Mientras los países europeos seguimos siendo golpeados por la pandemia del covid-19, los terroristas encuentran una nueva oportunidad de demostrar su fuerza.
Tras ir de derrota en derrota, estos dos últimos años DAESH ha perdido su feudo en Oriente Medio, y busca ahora fundar una nueva base en el Sahel, aprovechando la inestabilidad de estos países africanos (Mali, Burkina Faso).
Pero mientras se hace fuerte en África, no cesa en su empeño de atacar Occidente. En su competición con otros grupos terroristas como Al Qaeda por el liderazgo yihadista, DAESH busca mostrarse siempre más letal, más salvaje y activo que ninguno.
El covid-19 y el clima de tensión social que ha generado es el caldo de cultivo perfecto para el resurgimiento de esta lacra que creíamos olvidada. Durante el confinamiento los negocios cerraban, pero los terroristas no han descansado. Tampoco nuestras Fuerzas de Seguridad: la Guardia Civil ha realizado detenciones durante el confinamiento, y ha llegado a la conclusión de que el riesgo de atentado ha aumentado.
El riesgo de atentado ha aumentado
DAESH ha lanzado el mensaje de que la pandemia de coronavirus ha sido «una señal» divina para lanzarles a la ‘guerra santa’ contra Occidente, y ha pedido golpear cuando más débiles estuviésemos.
La llama se prendió el 25 de septiembre en París, cuando un joven pakistaní de 18 años hirió gravemente a dos personas, frente a la que creía ser la sede de Charlie Hebdo. Tras este execrable acto, Macron defendió el derecho inapelable de la libertad de expresión, incluyendo la publicación de las polémicas viñetas del profeta musulmán.
Esta defensa generó una reacción en cadena que no ha hecho más que acrecentar la tensión entre unos y otros.
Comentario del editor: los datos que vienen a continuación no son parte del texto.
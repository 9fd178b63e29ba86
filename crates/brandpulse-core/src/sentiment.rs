use std::str::FromStr;

use serde::{Deserialize, Serialize};

/// The closed set of sentiment labels.
///
/// Declaration order is significant: it is the class index order used by the
/// classifier, the row/column order of confusion matrices, and the priority
/// used to break exact probability ties (`Positive > Negative > Neutral`).
#[derive(Debug, Clone, Copy, PartialEq, Eq, PartialOrd, Ord, Hash, Serialize, Deserialize)]
pub enum Sentiment {
    Positive,
    Negative,
    Neutral,
}

impl Sentiment {
    pub const ALL: [Sentiment; 3] = [Sentiment::Positive, Sentiment::Negative, Sentiment::Neutral];
    pub const COUNT: usize = Self::ALL.len();

    /// Position of this label in [`Sentiment::ALL`].
    #[must_use]
    pub fn index(self) -> usize {
        match self {
            Sentiment::Positive => 0,
            Sentiment::Negative => 1,
            Sentiment::Neutral => 2,
        }
    }

    #[must_use]
    pub fn from_index(index: usize) -> Option<Self> {
        Self::ALL.get(index).copied()
    }

    #[must_use]
    pub fn as_str(self) -> &'static str {
        match self {
            Sentiment::Positive => "Positive",
            Sentiment::Negative => "Negative",
            Sentiment::Neutral => "Neutral",
        }
    }
}

impl std::fmt::Display for Sentiment {
    fn fmt(&self, f: &mut std::fmt::Formatter<'_>) -> std::fmt::Result {
        f.write_str(self.as_str())
    }
}

#[derive(Debug, Clone, PartialEq, Eq)]
pub struct UnknownSentiment(pub String);

impl std::fmt::Display for UnknownSentiment {
    fn fmt(&self, f: &mut std::fmt::Formatter<'_>) -> std::fmt::Result {
        write!(f, "unknown sentiment label: {:?}", self.0)
    }
}

impl std::error::Error for UnknownSentiment {}

impl FromStr for Sentiment {
    type Err = UnknownSentiment;

    /// Labels are matched exactly; `positive` or ` Positive` are rejected.
    fn from_str(s: &str) -> Result<Self, Self::Err> {
        match s {
            "Positive" => Ok(Sentiment::Positive),
            "Negative" => Ok(Sentiment::Negative),
            "Neutral" => Ok(Sentiment::Neutral),
            other => Err(UnknownSentiment(other.to_string())),
        }
    }
}
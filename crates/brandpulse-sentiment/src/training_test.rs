use brandpulse_core::{generate_posts, SyntheticConfig};
use chrono::NaiveDate;

use super::*;

fn corpus(n_posts: usize) -> Vec<Post> {
    generate_posts(&SyntheticConfig {
        n_posts,
        seed: 42,
        ..SyntheticConfig::default()
    })
}

fn post(id: usize, brand: &str, text: &str, sentiment: Sentiment) -> Post {
    Post {
        post_id: format!("POST_{id:05}"),
        platform: "Twitter".to_string(),
        brand: brand.to_string(),
        created_at: NaiveDate::from_ymd_opt(2025, 1, 1)
            .unwrap()
            .and_hms_opt(12, 0, 0)
            .unwrap(),
        text: text.to_string(),
        sentiment,
    }
}

#[test]
fn evaluates_on_held_out_and_refits_on_everything() {
    let posts = corpus(600);
    let outcome = train_and_evaluate(&posts, &TrainingConfig::default()).unwrap();
    let eval = &outcome.evaluation;

    assert_eq!(eval.train_size + eval.test_size, posts.len());
    assert_eq!(eval.confusion.total(), eval.test_size);
    assert!(eval.accuracy > 0.9, "accuracy was {}", eval.accuracy);
    assert_eq!(eval.caveat, METRICS_CAVEAT);

    assert!(outcome.pipeline.is_fitted());
    assert_eq!(outcome.pipeline.fit_report(), Some(&outcome.refit));
}

#[test]
fn held_out_share_matches_test_fraction() {
    let posts = corpus(500);
    let outcome = train_and_evaluate(&posts, &TrainingConfig::default()).unwrap();

    #[allow(clippy::cast_precision_loss)]
    let share = outcome.evaluation.test_size as f64 / posts.len() as f64;
    assert!((share - 0.2).abs() < 0.01, "held-out share {share}");
}

#[test]
fn refit_pipeline_only_predicts_known_labels() {
    let posts = corpus(400);
    let outcome = train_and_evaluate(&posts, &TrainingConfig::default()).unwrap();

    let unseen = [
        "Absolutely love NovaPhone! battery life",
        "SkyWear seriously needs to fix their sizing.",
        "Reading mixed reviews about FreshFizz's pricing.",
        "",
        "completely unrelated gibberish zzz",
    ];
    let predicted = outcome.pipeline.predict(&unseen).unwrap();
    assert_eq!(predicted.len(), unseen.len());
    for label in &predicted {
        assert!(Sentiment::ALL.contains(label));
    }
    assert_eq!(predicted[0], Sentiment::Positive);
    assert_eq!(predicted[1], Sentiment::Negative);
    assert_eq!(predicted[2], Sentiment::Neutral);
}

#[test]
fn same_corpus_and_seed_give_identical_models() {
    let posts = corpus(400);
    let config = TrainingConfig::default();

    let first = train_and_evaluate(&posts, &config).unwrap();
    let second = train_and_evaluate(&posts, &config).unwrap();

    assert_eq!(
        first.pipeline.vectorizer().unwrap().vocabulary(),
        second.pipeline.vectorizer().unwrap().vocabulary()
    );
    assert_eq!(first.pipeline.classifier(), second.pipeline.classifier());
    assert_eq!(first.evaluation, second.evaluation);
}

#[test]
fn rare_class_fails_before_fitting() {
    let mut posts = Vec::new();
    for i in 0..20 {
        posts.push(post(i, "Acme", "love it a lot", Sentiment::Positive));
        posts.push(post(100 + i, "Acme", "saw an update", Sentiment::Neutral));
    }
    posts.push(post(200, "Acme", "terrible", Sentiment::Negative));
    posts.push(post(201, "Acme", "awful", Sentiment::Negative));

    let err = train_and_evaluate(&posts, &TrainingConfig::default()).unwrap_err();

    assert!(
        matches!(
            err,
            SentimentError::InsufficientData {
                label: Sentiment::Negative,
                count: 2
            }
        ),
        "got: {err:?}"
    );
}

#[test]
fn config_is_threaded_from_app_settings() {
    let app = AppConfig {
        env: brandpulse_core::Environment::Test,
        log_level: "info".to_string(),
        data_dir: "./data".into(),
        model_path: "./models/m.json".into(),
        seed: 9,
        test_fraction: 0.25,
        min_df: 3,
        max_df: 0.8,
        max_iter: 50,
        regularization_c: 2.0,
        tolerance: 1e-3,
    };

    let config = TrainingConfig::from_app_config(&app);

    assert_eq!(config.seed, 9);
    assert!((config.test_fraction - 0.25).abs() < f64::EPSILON);
    assert_eq!(config.pipeline.features.min_df, 3);
    assert!((config.pipeline.features.max_df - 0.8).abs() < f64::EPSILON);
    assert_eq!(config.pipeline.classifier.max_iter, 50);
    assert!((config.pipeline.classifier.regularization_c - 2.0).abs() < f64::EPSILON);
}
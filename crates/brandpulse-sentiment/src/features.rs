//! TF-IDF feature extraction over unigrams and bigrams.
//!
//! The vocabulary is learned once by [`TfidfVectorizer::fit_transform`] and is
//! immutable afterwards. Terms seen later that are not in the vocabulary are
//! dropped silently.

use std::collections::{HashMap, HashSet};
use std::sync::OnceLock;

use indexmap::IndexMap;
use ndarray::ArrayView1;
use regex::Regex;
use serde::{Deserialize, Serialize};

use crate::error::SentimentError;
use crate::stop_words::is_stop_word;

/// Document-frequency thresholds applied when the vocabulary is learned.
#[derive(Debug, Clone, Copy, PartialEq, Serialize, Deserialize)]
pub struct FeatureConfig {
    /// A term must appear in at least this many documents.
    pub min_df: usize,
    /// A term may appear in at most this fraction of documents.
    pub max_df: f64,
}

impl Default for FeatureConfig {
    fn default() -> Self {
        Self {
            min_df: 5,
            max_df: 0.9,
        }
    }
}

/// Sparse feature vector: `(feature index, weight)` pairs sorted by index.
#[derive(Debug, Clone, Default, PartialEq, Serialize, Deserialize)]
pub struct SparseVector {
    entries: Vec<(usize, f64)>,
}

impl SparseVector {
    /// Build from arbitrary pairs; entries are sorted by index.
    #[must_use]
    pub fn new(mut entries: Vec<(usize, f64)>) -> Self {
        entries.sort_unstable_by_key(|&(index, _)| index);
        Self { entries }
    }

    #[must_use]
    pub fn entries(&self) -> &[(usize, f64)] {
        &self.entries
    }

    #[must_use]
    pub fn is_empty(&self) -> bool {
        self.entries.is_empty()
    }

    #[must_use]
    pub fn len(&self) -> usize {
        self.entries.len()
    }

    /// Dot product with a dense row of weights, such as one row of a
    /// coefficient matrix. Indices past the end of `dense` contribute nothing.
    #[must_use]
    pub fn dot(&self, dense: ArrayView1<'_, f64>) -> f64 {
        self.entries
            .iter()
            .map(|&(index, weight)| dense.get(index).map_or(0.0, |w| w * weight))
            .sum()
    }

    #[must_use]
    pub fn norm(&self) -> f64 {
        self.entries.iter().map(|(_, w)| w * w).sum::<f64>().sqrt()
    }
}

fn token_pattern() -> &'static Regex {
    static PATTERN: OnceLock<Regex> = OnceLock::new();
    PATTERN.get_or_init(|| Regex::new(r"\b\w\w+\b").expect("valid token regex"))
}

/// Split text into the unigram and bigram terms used as features.
///
/// Text is lowercased, tokens of two or more word characters are extracted,
/// stop words are removed, then every unigram and every adjacent pair of the
/// remaining tokens is emitted (`"battery life"`).
#[must_use]
pub fn analyze(text: &str) -> Vec<String> {
    let lowered = text.to_lowercase();
    let tokens: Vec<&str> = token_pattern()
        .find_iter(&lowered)
        .map(|m| m.as_str())
        .filter(|token| !is_stop_word(token))
        .collect();

    let mut terms: Vec<String> = tokens.iter().map(|t| (*t).to_string()).collect();
    terms.extend(tokens.windows(2).map(|pair| format!("{} {}", pair[0], pair[1])));
    terms
}

/// Learned vocabulary plus smoothed inverse document frequencies.
#[derive(Debug, Clone, PartialEq, Serialize, Deserialize)]
pub struct TfidfVectorizer {
    config: FeatureConfig,
    /// Term to feature index, in lexicographic term order.
    vocabulary: IndexMap<String, usize>,
    idf: Vec<f64>,
}

impl TfidfVectorizer {
    /// Learn the vocabulary from `corpus` and return the weighted matrix for it.
    ///
    /// # Errors
    ///
    /// Returns [`SentimentError::Features`] if the corpus is empty, the
    /// document-frequency bounds are inconsistent, or no term survives them.
    #[allow(clippy::cast_precision_loss)]
    pub fn fit_transform<S: AsRef<str>>(
        config: FeatureConfig,
        corpus: &[S],
    ) -> Result<(Self, Vec<SparseVector>), SentimentError> {
        if corpus.is_empty() {
            return Err(SentimentError::Features(
                "cannot fit a vocabulary on an empty corpus".to_string(),
            ));
        }

        let analyzed: Vec<Vec<String>> = corpus.iter().map(|doc| analyze(doc.as_ref())).collect();

        let mut document_frequency: HashMap<&str, usize> = HashMap::new();
        for terms in &analyzed {
            let unique: HashSet<&str> = terms.iter().map(String::as_str).collect();
            for term in unique {
                *document_frequency.entry(term).or_insert(0) += 1;
            }
        }

        let n_docs = corpus.len();
        let max_doc_count = config.max_df * n_docs as f64;
        if max_doc_count < config.min_df as f64 {
            return Err(SentimentError::Features(format!(
                "max_df {} over {n_docs} documents allows fewer documents than min_df {}",
                config.max_df, config.min_df
            )));
        }

        let mut kept: Vec<(&str, usize)> = document_frequency
            .into_iter()
            .filter(|&(_, df)| df >= config.min_df && df as f64 <= max_doc_count)
            .collect();
        if kept.is_empty() {
            return Err(SentimentError::Features(format!(
                "no term survives min_df {} and max_df {} over {n_docs} documents",
                config.min_df, config.max_df
            )));
        }
        kept.sort_unstable_by(|a, b| a.0.cmp(b.0));

        let mut vocabulary = IndexMap::with_capacity(kept.len());
        let mut idf = Vec::with_capacity(kept.len());
        for (index, (term, df)) in kept.into_iter().enumerate() {
            vocabulary.insert(term.to_string(), index);
            idf.push(smoothed_idf(n_docs, df));
        }

        tracing::debug!(
            documents = n_docs,
            vocabulary = vocabulary.len(),
            "tf-idf vocabulary learned"
        );

        let vectorizer = Self {
            config,
            vocabulary,
            idf,
        };
        let matrix = analyzed
            .iter()
            .map(|terms| vectorizer.weigh(terms))
            .collect();
        Ok((vectorizer, matrix))
    }

    /// Weight `texts` against the fixed vocabulary.
    #[must_use]
    pub fn transform<S: AsRef<str>>(&self, texts: &[S]) -> Vec<SparseVector> {
        texts
            .iter()
            .map(|text| self.weigh(&analyze(text.as_ref())))
            .collect()
    }

    #[must_use]
    pub fn vocabulary(&self) -> &IndexMap<String, usize> {
        &self.vocabulary
    }

    #[must_use]
    pub fn idf(&self) -> &[f64] {
        &self.idf
    }

    #[must_use]
    pub fn config(&self) -> FeatureConfig {
        self.config
    }

    #[must_use]
    pub fn n_features(&self) -> usize {
        self.vocabulary.len()
    }

    /// Raw counts times IDF, then L2-normalised. Empty when no term is known.
    fn weigh(&self, terms: &[String]) -> SparseVector {
        let mut counts: HashMap<usize, usize> = HashMap::new();
        for term in terms {
            if let Some(&index) = self.vocabulary.get(term.as_str()) {
                *counts.entry(index).or_insert(0) += 1;
            }
        }

        #[allow(clippy::cast_precision_loss)]
        let mut entries: Vec<(usize, f64)> = counts
            .into_iter()
            .map(|(index, count)| (index, count as f64 * self.idf[index]))
            .collect();
        entries.sort_unstable_by_key(|&(index, _)| index);

        let mut vector = SparseVector { entries };
        let norm = vector.norm();
        if norm > 0.0 {
            for (_, weight) in &mut vector.entries {
                *weight /= norm;
            }
        }
        vector
    }
}

/// `ln((1 + n) / (1 + df)) + 1`.
#[allow(clippy::cast_precision_loss)]
fn smoothed_idf(n_docs: usize, df: usize) -> f64 {
    ((1 + n_docs) as f64 / (1 + df) as f64).ln() + 1.0
}

#[cfg(test)]
#[path = "features_test.rs"]
mod tests;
Erdogan, en medio de una lucha geopolítica en el Mediterráneo en la que se enfrenta continuamente a Francia, pidió a Macron que acudiese a terapia mental, además de comparar a los musulmanes en Francia con los judíos en Europa antes del Holocausto. A estas graves declaraciones entre dos países, (recordémoslo), aliados, se le suma un boicot a Francia y, especialmente, a la figura de Macron, que marca la diferencia entre esta oleada de atentados de la que vivimos en el 2015.
En algunos países musulmanes como Pakistán, se han decapitado figuras, maniquíes de Macron. La quema de banderas y de fotos del presidente se ha generalizado en muchos de estos países, y el exministro de Malasia (otro país musulmán) declaró que los musulmanes tenían el derecho de matar tantos franceses como Francia había aniquilado musulmanes en sus colonias.
El atentado del 16 de octubre contra un profesor de secundaria, Samuel Paty, tuvo una gran repercusión social y mediática: el agresor, ruso-checheno, publicó en sus redes una imagen de la decapitación junto con un mensaje muy claro:
«A Macron, el líder de los infieles, ejecuté a uno de tus sabuesos del infierno que se atrevió a menospreciar a Mahoma. Calma a tus semejantes antes de que os inflijamos un duro castigo».
Pero si bien estos atentados tenían el objetivo de ir contra la libertad de expresión, o contra Francia en su conjunto, su potencial de contagio es muy poderoso. El 2 de noviembre Viena lo sufrió en sus propias carnes. El nivel de amenaza es el máximo en Francia, y Reino Unido también lo ha aumentado. Ni España ni ningún país será inmune a no ser que reforcemos la detección temprana de estas amenazas.
Cuando la radicalización tiene lugar, las medidas llegan ya tarde. La capacidad de reacción es importante, pero ante estos atentados de escasa planificación y medios, la prevención es esencial.
No podemos cesar la vigilancia. Lamentablemente, “cuando veas las barbas de tu vecino cortar…”.